Forward-looking statements include statements regarding our intentions, beliefs, projections, outlook, analyses or current expectations concerning, among other things: estimates of our financial information, including in respect of expected revenues, margins, cash flow, profitability, and production of cannabis; estimates of future costs applicable to sales, future capital expenditures, future cost reductions, and projected synergies including pre-tax synergies, cost savings and efficiencies; our expectation to have scalable medical and adult-use cannabis platforms to strengthen the leadership position in Canada, internationally, and eventually in the United States; us being well positioned in the European cannabis markets and our ability to leverage our current European platforms; strategic and financial benefits in connection with the acquisition of HEXO Corp. by Tilray; the legalization of cannabis in the United States and us being well positioned to compete in the United States market; future sales and the impact to the trading price of our common stock, including the expected shorting of the borrowed shares in the concurrent offering; the projected growth in our market share and growth in the European Union market; our expectation to offer a diversified and branded product offering and distribution footprint, world-class cultivation, processing and manufacturing facilities; the proposed offering of the Notes, our entry into the share lending agreement, the concurrent borrowing of shares, our expectations with respect to granting the underwriters of the offering a 30-day option to purchase additional Notes, the terms of the concurrent notes repurchase, our intentions with respect to the use of proceeds from the sale of the Notes, and the completion, timing, terms and size of the proposed Notes offering.
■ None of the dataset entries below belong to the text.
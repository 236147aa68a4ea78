use crate::{
    auth::AuthenticatedUser,
    error::AppError,
    models::{task::TASK_COLUMNS, Task},
    response,
    stats::{
        queries::{self, Scope},
        CompletionSummary, Period, PriorityBucket, StatusBreakdown, TasksByDate,
    },
};
use actix_web::{get, web, Responder};
use chrono::Utc;
use serde::Serialize;
use sqlx::PgPool;

/// Rows shown in the dashboard's "upcoming" and "recent" panels.
const PANEL_SIZE: i64 = 5;

#[derive(Debug, Serialize)]
pub struct Dashboard {
    pub tasks: StatusBreakdown,
    pub priority: Vec<PriorityBucket>,
    pub tasks_by_date: TasksByDate,
    /// Pending tasks due from now on, soonest first.
    pub upcoming: Vec<Task>,
    pub recent: Vec<Task>,
    pub todos: CompletionSummary,
}

/// Everything the home screen needs for the authenticated user, in one response.
#[get("/dashboard")]
pub async fn dashboard(
    pool: web::Data<PgPool>,
    user: AuthenticatedUser,
) -> Result<impl Responder, AppError> {
    let now = Utc::now();
    let scope = Scope::User(user.id);

    let tasks = queries::status_breakdown(&pool, scope, now).await?;
    let priority = queries::priority_distribution(&pool, scope).await?;
    let tasks_by_date = queries::tasks_by_date(&pool, scope, Period::Week, now).await?;
    let todos = queries::todo_summary(&pool, scope).await?;

    let upcoming = sqlx::query_as::<_, Task>(&format!(
        "SELECT {} FROM tasks \
         WHERE user_id = $1 AND NOT completed AND due_date IS NOT NULL AND due_date >= $2 \
         ORDER BY due_date ASC, id LIMIT $3",
        TASK_COLUMNS
    ))
    .bind(user.id)
    .bind(now)
    .bind(PANEL_SIZE)
    .fetch_all(&**pool)
    .await?;

    let recent = sqlx::query_as::<_, Task>(&format!(
        "SELECT {} FROM tasks WHERE user_id = $1 ORDER BY created_at DESC, id LIMIT $2",
        TASK_COLUMNS
    ))
    .bind(user.id)
    .bind(PANEL_SIZE)
    .fetch_all(&**pool)
    .await?;

    Ok(response::ok(Dashboard {
        tasks,
        priority,
        tasks_by_date,
        upcoming,
        recent,
        todos,
    }))
}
Many factors could cause actual results, performance or achievement to be materially different from any forward-looking statements, and other risks and uncertainties not presently known to the Company or that the Company deems immaterial could also cause actual results or events to differ materially from those expressed in the forward-looking statements contained herein. For a more detailed discussion of these risks and other factors, see the caption “Risk Factors” in the prospectus supplement and the most recently filed annual information form of the Company and the Annual Report on Form 10-K (and other periodic reports filed with the SEC) of the Company made with the SEC and available on EDGAR. The forward-looking statements included in this communication are made as of the date of this communication and the Company does not undertake any obligation to publicly update such forward-looking statements to reflect new information, subsequent events or otherwise unless required by applicable securities laws.